* Task statement *
Give again, exactly as written, each line of the material below starting at the line that contains "filename crates/pdfium-auto/src/lib.rs" and ending at the line that contains "2. the per-version". Both ends count, and no other line does.

########################################

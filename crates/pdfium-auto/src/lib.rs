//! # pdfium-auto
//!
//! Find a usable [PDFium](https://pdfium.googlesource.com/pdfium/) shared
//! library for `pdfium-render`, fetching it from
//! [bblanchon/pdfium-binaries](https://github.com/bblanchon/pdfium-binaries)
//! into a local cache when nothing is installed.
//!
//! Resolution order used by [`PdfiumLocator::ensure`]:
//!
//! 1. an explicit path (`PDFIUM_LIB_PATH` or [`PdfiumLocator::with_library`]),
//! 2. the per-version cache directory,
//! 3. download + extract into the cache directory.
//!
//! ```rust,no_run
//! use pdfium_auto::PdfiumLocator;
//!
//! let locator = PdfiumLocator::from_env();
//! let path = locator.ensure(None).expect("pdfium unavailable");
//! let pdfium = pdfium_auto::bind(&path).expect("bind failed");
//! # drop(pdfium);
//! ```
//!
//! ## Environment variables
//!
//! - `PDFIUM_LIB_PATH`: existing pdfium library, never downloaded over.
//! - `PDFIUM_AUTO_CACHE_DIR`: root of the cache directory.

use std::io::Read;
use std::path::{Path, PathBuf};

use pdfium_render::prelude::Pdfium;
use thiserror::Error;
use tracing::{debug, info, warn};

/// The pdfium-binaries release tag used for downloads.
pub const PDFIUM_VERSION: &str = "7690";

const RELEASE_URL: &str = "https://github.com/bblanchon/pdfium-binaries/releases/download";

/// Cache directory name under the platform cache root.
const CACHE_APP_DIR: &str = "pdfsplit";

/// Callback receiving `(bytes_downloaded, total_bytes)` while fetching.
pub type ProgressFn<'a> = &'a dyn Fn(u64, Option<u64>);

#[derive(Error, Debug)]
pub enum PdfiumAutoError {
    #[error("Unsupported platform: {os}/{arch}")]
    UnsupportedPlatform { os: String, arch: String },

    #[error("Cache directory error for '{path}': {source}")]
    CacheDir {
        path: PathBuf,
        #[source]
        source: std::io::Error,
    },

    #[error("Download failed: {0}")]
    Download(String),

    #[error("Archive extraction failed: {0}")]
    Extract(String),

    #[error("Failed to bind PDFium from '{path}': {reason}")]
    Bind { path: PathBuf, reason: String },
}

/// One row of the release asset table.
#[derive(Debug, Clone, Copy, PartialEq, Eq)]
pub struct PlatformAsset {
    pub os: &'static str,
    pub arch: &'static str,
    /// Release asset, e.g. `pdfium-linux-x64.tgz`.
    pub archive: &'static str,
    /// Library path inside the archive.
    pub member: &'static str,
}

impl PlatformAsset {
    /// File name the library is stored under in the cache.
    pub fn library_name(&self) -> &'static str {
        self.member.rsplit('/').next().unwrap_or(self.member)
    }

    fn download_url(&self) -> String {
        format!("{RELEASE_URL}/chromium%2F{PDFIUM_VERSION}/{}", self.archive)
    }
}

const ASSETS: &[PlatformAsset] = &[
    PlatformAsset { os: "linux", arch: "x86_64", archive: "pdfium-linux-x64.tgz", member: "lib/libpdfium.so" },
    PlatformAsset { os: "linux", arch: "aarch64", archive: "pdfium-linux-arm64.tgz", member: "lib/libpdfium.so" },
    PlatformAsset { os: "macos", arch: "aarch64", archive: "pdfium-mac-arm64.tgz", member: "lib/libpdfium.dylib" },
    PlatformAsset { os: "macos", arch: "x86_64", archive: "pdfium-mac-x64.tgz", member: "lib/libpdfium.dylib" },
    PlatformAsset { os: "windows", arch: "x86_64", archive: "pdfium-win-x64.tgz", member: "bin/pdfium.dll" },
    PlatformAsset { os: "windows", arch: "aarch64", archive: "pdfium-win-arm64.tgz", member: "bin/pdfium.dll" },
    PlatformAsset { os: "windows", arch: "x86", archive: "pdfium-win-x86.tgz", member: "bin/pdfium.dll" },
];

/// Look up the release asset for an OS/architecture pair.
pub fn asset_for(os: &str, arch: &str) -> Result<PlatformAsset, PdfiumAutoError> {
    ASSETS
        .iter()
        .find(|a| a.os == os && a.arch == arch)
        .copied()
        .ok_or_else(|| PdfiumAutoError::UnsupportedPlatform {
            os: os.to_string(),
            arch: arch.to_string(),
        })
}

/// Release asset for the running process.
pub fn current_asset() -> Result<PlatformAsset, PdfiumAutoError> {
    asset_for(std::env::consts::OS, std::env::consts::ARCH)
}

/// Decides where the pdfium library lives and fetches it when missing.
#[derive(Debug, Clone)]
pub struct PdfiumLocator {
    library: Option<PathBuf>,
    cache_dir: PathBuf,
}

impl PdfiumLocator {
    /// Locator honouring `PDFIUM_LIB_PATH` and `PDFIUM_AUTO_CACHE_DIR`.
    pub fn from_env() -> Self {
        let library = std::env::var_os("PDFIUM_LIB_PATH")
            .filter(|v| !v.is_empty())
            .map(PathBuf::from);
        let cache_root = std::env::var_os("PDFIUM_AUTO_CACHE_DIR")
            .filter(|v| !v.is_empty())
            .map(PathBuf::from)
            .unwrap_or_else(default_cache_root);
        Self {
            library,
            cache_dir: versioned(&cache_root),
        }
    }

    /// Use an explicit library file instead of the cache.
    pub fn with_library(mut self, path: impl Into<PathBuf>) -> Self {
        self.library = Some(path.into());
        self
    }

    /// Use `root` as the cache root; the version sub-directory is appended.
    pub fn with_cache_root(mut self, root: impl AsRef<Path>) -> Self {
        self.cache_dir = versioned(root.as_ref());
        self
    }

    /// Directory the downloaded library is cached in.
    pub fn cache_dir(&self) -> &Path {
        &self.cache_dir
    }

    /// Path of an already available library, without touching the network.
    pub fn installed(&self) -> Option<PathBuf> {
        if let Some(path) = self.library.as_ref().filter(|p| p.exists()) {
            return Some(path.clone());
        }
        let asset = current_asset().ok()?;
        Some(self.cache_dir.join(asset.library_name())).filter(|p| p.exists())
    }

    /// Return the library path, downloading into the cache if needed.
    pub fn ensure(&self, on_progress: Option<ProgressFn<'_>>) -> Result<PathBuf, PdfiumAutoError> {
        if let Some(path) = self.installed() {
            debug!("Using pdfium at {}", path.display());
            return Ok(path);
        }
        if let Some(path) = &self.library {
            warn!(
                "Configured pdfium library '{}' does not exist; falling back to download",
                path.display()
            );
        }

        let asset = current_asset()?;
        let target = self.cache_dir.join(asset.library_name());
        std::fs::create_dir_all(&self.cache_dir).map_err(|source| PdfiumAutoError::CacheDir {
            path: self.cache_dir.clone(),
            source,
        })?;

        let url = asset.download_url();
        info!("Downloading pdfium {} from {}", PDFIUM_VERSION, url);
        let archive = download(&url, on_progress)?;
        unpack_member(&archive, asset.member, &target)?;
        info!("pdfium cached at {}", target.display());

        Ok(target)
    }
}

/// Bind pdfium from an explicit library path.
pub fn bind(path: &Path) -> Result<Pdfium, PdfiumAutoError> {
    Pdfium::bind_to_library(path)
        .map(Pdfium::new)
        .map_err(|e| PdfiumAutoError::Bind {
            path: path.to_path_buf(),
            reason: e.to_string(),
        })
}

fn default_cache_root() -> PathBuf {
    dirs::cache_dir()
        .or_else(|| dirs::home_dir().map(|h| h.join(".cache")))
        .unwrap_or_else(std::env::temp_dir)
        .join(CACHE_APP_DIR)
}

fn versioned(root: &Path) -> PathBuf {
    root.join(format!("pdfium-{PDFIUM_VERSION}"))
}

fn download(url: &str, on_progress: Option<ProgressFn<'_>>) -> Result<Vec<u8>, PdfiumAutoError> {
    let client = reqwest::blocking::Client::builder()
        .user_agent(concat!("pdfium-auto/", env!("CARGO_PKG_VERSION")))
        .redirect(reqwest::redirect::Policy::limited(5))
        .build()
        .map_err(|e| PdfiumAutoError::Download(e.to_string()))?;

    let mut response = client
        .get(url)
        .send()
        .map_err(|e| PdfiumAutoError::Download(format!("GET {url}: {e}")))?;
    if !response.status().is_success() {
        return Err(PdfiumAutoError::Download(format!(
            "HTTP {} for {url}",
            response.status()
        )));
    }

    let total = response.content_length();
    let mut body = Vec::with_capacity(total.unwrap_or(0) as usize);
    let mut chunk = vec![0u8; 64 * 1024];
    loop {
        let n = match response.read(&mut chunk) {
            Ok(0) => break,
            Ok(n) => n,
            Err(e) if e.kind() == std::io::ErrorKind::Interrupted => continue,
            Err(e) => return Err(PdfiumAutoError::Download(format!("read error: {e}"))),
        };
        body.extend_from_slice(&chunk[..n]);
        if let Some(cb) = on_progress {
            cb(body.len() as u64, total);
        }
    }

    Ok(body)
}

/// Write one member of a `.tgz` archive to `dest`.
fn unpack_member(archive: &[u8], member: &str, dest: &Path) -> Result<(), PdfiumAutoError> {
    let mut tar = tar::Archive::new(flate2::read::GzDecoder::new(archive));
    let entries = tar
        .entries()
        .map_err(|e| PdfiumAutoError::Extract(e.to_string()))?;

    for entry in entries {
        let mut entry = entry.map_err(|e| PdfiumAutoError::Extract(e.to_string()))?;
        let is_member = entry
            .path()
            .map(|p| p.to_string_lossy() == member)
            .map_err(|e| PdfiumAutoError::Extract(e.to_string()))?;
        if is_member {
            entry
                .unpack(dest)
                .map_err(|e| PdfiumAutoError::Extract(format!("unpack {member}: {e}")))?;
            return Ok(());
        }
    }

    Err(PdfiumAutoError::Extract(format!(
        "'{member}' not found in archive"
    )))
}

########################################

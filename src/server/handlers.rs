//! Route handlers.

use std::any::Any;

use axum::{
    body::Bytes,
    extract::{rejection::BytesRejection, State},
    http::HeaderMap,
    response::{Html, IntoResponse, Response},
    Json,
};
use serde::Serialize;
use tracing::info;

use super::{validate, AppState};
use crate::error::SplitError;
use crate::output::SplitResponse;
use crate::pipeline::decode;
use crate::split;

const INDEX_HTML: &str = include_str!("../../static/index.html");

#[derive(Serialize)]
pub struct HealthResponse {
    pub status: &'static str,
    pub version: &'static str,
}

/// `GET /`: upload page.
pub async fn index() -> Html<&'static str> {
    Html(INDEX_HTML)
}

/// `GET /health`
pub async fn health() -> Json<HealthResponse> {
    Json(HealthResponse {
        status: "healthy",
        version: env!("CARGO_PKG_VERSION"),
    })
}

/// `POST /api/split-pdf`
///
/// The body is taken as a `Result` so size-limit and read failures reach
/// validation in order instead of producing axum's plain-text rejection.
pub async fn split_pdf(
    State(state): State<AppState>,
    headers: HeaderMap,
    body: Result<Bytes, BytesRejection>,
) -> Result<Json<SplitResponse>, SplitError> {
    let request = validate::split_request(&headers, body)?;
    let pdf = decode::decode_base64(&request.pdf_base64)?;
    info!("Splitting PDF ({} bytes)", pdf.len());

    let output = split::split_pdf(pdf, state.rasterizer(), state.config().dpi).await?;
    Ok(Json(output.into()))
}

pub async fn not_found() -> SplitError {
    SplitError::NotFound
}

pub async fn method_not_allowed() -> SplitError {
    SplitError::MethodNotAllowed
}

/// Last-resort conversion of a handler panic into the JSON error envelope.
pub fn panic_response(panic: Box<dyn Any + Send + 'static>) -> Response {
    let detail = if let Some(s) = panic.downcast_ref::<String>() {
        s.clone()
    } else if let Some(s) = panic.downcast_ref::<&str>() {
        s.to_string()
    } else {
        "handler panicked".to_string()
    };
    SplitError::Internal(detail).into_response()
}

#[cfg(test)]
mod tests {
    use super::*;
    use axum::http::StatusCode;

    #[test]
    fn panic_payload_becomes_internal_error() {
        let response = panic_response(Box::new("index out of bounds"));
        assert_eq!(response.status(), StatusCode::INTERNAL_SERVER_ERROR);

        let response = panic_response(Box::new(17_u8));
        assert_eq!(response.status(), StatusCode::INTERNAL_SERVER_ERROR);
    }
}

########################################

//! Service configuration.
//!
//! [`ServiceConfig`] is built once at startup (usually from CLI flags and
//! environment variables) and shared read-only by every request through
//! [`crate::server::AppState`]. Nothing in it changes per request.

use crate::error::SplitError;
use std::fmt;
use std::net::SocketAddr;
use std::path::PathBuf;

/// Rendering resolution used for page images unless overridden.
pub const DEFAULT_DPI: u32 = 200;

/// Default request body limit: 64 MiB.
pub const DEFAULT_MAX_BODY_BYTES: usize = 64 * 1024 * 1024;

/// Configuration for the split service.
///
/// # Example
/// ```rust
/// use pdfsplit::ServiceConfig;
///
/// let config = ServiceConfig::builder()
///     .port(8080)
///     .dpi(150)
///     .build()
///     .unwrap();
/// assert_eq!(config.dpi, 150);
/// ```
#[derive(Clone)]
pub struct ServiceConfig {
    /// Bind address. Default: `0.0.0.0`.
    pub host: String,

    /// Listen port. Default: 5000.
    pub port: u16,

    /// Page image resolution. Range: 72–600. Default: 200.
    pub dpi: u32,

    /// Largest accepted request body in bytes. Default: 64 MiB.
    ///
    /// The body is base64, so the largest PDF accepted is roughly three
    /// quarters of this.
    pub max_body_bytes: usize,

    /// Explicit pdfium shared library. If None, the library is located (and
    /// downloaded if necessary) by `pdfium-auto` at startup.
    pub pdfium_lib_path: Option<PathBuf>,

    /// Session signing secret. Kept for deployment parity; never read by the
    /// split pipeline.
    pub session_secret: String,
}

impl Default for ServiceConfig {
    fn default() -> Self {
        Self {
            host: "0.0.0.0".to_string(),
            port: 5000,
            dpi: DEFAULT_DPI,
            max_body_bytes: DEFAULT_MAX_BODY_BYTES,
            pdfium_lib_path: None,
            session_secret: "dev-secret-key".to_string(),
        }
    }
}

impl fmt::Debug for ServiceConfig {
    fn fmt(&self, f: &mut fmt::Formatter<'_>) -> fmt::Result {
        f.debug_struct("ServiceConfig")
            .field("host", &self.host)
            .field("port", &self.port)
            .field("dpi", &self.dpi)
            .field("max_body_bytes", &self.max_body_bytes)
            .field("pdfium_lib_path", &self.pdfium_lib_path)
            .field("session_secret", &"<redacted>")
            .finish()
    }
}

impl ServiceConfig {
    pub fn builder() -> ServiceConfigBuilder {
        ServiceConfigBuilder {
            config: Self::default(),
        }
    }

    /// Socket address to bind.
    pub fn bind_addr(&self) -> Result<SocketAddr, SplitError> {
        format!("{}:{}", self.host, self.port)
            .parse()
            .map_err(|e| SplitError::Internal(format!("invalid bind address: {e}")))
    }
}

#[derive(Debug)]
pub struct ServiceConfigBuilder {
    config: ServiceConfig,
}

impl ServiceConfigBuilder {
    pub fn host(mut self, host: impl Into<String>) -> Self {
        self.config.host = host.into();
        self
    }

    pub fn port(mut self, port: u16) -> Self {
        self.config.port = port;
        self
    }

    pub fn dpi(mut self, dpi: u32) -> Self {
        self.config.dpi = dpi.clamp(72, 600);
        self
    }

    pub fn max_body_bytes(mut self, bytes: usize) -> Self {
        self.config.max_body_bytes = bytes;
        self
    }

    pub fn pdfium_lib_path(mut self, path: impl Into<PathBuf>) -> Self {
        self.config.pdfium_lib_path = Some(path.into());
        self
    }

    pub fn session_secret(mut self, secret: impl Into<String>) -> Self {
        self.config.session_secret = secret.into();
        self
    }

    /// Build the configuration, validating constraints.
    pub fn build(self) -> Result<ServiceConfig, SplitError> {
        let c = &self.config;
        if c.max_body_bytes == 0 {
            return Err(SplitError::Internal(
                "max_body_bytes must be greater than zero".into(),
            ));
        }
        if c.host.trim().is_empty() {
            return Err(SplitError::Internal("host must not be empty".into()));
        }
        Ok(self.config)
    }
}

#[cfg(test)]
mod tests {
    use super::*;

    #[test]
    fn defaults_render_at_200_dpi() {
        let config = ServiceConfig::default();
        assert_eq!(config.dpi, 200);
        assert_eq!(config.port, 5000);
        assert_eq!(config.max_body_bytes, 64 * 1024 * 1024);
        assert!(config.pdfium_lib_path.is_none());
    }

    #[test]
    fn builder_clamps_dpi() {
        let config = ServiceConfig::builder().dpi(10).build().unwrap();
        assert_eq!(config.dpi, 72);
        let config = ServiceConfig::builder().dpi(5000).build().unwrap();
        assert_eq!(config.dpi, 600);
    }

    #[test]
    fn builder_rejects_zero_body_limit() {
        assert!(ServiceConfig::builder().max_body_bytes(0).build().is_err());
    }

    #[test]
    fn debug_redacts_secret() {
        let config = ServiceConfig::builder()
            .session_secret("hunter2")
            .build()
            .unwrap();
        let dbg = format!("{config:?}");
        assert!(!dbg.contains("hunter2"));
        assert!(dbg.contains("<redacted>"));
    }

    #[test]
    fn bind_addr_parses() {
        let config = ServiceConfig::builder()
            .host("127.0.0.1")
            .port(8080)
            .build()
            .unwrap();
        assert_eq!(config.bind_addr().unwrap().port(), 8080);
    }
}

########################################

* Exercise result *
filename crates/pdfium-auto/src/lib.rs
//! # pdfium-auto
//!
//! Find a usable [PDFium](https://pdfium.googlesource.com/pdfium/) shared
//! library for `pdfium-render`, fetching it from
//! [bblanchon/pdfium-binaries](https://github.com/bblanchon/pdfium-binaries)
//! into a local cache when nothing is installed.
//!
//! Resolution order used by [`PdfiumLocator::ensure`]:
//!
//! 1. an explicit path (`PDFIUM_LIB_PATH` or [`PdfiumLocator::with_library`]),
//! 2. the per-version cache directory,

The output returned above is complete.